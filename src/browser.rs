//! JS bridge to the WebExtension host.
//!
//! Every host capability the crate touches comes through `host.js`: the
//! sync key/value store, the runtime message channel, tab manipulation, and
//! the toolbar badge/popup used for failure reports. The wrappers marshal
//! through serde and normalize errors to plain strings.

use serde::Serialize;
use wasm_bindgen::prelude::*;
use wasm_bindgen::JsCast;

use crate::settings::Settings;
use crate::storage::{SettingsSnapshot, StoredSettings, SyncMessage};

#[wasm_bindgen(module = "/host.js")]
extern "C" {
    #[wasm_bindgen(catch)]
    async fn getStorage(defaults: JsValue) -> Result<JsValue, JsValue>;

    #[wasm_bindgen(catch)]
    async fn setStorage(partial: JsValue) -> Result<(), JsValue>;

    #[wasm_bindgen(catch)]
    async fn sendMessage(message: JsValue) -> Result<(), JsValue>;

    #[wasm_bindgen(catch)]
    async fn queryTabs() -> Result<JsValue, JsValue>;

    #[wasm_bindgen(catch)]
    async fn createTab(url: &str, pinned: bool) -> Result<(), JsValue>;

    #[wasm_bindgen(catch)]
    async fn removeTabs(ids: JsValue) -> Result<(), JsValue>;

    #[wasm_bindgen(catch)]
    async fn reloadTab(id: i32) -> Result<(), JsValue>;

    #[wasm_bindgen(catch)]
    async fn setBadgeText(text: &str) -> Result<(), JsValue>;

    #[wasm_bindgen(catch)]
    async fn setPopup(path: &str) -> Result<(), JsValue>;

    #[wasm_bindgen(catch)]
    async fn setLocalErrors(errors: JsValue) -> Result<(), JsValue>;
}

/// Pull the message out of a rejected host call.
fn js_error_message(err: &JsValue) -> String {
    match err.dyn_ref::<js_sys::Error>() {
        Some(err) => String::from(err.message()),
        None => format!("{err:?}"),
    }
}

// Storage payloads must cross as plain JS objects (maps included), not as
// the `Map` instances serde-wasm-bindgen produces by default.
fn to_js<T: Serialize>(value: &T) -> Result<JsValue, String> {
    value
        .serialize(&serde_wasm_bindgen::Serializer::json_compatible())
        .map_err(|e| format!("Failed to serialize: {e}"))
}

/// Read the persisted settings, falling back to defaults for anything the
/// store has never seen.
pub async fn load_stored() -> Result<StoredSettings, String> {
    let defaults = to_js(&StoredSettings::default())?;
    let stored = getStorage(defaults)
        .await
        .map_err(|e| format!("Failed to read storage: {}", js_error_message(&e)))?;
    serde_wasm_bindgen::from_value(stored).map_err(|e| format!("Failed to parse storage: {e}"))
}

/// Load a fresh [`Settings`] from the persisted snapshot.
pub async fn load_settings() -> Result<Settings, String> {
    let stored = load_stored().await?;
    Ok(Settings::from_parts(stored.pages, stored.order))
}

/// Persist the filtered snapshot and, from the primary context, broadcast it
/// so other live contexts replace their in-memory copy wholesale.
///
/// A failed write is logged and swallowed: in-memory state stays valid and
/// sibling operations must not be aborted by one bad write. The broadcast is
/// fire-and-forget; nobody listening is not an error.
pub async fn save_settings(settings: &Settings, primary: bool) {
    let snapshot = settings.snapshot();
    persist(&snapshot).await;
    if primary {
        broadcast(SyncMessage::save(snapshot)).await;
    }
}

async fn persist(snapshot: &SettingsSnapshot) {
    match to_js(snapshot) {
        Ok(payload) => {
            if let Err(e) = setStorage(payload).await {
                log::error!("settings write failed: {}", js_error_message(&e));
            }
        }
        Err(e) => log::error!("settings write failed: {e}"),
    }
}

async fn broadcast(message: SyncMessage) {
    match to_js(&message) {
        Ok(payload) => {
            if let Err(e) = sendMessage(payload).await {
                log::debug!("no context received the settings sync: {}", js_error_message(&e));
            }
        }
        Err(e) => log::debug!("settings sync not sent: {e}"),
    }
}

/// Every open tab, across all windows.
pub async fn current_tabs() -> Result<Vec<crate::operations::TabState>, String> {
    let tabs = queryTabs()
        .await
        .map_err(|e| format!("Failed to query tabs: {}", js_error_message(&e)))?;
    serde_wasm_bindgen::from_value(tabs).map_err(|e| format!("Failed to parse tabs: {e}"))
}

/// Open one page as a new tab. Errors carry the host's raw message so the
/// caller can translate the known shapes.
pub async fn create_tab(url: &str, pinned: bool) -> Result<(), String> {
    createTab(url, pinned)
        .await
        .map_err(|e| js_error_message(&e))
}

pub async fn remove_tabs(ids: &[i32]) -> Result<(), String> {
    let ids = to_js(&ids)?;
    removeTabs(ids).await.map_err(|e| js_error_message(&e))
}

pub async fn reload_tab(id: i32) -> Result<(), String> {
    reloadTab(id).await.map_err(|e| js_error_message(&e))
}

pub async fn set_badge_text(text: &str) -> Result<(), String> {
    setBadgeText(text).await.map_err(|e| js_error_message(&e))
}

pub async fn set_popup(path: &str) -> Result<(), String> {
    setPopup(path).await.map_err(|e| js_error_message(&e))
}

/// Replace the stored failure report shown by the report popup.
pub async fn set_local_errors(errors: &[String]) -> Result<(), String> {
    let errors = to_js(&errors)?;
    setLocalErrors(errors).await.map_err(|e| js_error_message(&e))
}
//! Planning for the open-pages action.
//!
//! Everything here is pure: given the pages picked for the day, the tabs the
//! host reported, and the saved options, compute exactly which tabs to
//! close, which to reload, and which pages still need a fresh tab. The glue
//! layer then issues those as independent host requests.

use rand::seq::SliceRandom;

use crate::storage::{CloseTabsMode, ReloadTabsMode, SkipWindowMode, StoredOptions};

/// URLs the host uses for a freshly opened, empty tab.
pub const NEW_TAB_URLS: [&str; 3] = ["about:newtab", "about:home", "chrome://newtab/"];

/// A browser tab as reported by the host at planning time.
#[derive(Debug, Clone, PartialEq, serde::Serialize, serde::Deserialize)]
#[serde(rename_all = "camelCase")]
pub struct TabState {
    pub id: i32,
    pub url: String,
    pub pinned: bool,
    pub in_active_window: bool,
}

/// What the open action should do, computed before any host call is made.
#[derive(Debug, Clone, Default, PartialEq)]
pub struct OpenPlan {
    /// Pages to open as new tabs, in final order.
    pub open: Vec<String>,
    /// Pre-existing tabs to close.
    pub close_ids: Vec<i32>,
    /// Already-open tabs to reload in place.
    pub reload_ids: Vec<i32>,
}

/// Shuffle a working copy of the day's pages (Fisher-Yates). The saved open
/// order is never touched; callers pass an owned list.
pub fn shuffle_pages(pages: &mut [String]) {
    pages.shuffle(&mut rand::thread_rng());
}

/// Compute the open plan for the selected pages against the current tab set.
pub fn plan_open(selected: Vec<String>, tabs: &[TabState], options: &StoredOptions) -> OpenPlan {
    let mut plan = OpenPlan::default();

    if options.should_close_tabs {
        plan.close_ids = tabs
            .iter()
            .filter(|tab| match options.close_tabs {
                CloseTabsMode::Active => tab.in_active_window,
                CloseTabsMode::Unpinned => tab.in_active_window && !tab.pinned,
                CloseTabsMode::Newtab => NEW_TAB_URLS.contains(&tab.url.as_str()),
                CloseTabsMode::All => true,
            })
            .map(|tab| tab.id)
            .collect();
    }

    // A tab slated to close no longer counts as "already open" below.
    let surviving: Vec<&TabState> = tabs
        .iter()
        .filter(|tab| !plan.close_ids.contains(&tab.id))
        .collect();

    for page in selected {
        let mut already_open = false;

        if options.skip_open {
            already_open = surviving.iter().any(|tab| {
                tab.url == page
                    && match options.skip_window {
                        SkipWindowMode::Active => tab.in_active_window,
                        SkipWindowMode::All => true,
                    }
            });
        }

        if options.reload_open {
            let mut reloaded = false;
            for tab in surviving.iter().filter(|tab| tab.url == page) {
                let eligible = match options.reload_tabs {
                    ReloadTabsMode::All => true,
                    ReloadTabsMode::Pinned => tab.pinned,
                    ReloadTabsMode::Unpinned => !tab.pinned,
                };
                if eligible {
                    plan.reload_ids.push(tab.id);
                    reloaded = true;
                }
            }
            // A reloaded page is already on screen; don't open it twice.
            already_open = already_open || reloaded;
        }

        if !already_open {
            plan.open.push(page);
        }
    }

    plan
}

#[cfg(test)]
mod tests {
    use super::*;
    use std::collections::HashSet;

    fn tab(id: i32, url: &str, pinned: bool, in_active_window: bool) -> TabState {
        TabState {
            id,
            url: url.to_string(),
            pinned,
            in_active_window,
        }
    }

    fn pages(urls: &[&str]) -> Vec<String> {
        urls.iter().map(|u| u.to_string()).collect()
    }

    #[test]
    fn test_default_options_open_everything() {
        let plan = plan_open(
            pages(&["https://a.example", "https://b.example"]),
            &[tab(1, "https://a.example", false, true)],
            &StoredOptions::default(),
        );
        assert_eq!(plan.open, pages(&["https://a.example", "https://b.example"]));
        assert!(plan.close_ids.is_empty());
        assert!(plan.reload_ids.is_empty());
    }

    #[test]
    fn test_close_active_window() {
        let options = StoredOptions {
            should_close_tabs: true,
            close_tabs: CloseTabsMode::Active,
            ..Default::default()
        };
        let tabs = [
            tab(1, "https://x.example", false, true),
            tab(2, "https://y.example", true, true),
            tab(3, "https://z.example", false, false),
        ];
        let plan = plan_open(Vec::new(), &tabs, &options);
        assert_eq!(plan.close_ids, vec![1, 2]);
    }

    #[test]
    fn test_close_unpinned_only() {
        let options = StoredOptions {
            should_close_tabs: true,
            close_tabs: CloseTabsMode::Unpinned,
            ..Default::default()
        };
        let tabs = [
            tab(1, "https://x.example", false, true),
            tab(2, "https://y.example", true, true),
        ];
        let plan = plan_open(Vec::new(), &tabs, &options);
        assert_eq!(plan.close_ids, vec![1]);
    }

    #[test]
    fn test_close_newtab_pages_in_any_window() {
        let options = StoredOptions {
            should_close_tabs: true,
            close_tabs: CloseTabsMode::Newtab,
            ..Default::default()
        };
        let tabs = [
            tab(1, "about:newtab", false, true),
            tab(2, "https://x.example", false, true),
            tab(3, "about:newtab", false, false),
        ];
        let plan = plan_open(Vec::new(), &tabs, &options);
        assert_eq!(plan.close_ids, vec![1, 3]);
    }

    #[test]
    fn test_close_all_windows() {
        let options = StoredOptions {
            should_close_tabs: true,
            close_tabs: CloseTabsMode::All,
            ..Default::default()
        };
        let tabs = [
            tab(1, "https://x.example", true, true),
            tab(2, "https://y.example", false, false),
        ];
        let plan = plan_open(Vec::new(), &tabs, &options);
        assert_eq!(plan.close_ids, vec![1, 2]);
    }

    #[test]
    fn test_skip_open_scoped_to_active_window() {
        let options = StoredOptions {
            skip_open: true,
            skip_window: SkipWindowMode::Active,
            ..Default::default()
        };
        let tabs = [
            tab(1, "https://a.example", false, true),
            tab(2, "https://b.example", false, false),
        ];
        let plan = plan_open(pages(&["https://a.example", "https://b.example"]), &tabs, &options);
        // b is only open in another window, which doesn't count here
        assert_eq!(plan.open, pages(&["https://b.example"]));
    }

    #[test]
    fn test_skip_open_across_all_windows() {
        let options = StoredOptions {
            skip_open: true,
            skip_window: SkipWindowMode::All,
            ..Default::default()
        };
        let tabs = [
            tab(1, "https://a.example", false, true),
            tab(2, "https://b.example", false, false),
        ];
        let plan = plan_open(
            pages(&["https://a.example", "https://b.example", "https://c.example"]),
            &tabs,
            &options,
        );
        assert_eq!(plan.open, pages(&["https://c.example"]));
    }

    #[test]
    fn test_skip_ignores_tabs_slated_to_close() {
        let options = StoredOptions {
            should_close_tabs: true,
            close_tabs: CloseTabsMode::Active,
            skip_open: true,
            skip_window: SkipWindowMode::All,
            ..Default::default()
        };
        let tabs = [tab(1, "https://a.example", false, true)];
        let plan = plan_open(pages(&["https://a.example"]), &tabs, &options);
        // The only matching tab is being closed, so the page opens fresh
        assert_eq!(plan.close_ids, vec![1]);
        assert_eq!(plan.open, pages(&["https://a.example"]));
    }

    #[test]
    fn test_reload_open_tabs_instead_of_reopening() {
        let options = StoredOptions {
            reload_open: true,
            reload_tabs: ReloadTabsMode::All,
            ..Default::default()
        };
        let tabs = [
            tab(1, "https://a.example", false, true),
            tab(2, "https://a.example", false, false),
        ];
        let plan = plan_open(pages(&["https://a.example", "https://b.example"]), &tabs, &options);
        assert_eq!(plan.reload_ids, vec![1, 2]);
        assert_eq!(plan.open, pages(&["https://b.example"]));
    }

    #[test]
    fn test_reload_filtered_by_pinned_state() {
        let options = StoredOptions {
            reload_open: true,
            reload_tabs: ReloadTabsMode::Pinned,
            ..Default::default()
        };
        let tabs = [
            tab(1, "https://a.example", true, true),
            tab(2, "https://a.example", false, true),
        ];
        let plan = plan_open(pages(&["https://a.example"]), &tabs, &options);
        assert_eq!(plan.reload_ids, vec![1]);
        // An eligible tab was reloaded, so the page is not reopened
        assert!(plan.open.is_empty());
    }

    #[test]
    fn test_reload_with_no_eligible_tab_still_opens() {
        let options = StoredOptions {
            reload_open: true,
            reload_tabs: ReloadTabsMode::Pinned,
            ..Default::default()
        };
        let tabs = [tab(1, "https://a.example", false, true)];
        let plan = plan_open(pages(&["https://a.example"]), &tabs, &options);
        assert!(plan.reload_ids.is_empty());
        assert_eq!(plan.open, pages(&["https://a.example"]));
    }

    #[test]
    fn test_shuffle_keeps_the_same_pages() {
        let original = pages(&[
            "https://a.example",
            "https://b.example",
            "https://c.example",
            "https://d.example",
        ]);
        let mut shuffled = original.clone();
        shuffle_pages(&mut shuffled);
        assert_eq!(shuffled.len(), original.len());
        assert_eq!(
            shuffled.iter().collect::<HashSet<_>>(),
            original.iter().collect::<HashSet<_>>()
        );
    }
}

---

Begin with the top line of the material and go as far as the line with "async fn sendMessage(message: JsValue)". Set down those lines exactly, both ends included, and nothing more.

Response to the exercise >>
filename src/browser.rs
//! JS bridge to the WebExtension host.
//!
//! Every host capability the crate touches comes through `host.js`: the
//! sync key/value store, the runtime message channel, tab manipulation, and
//! the toolbar badge/popup used for failure reports. The wrappers marshal
//! through serde and normalize errors to plain strings.

use serde::Serialize;
use wasm_bindgen::prelude::*;
use wasm_bindgen::JsCast;

use crate::settings::Settings;
use crate::storage::{SettingsSnapshot, StoredSettings, SyncMessage};

#[wasm_bindgen(module = "/host.js")]
extern "C" {
    #[wasm_bindgen(catch)]
    async fn getStorage(defaults: JsValue) -> Result<JsValue, JsValue>;

    #[wasm_bindgen(catch)]
    async fn setStorage(partial: JsValue) -> Result<(), JsValue>;

    #[wasm_bindgen(catch)]
    async fn sendMessage(message: JsValue) -> Result<(), JsValue>;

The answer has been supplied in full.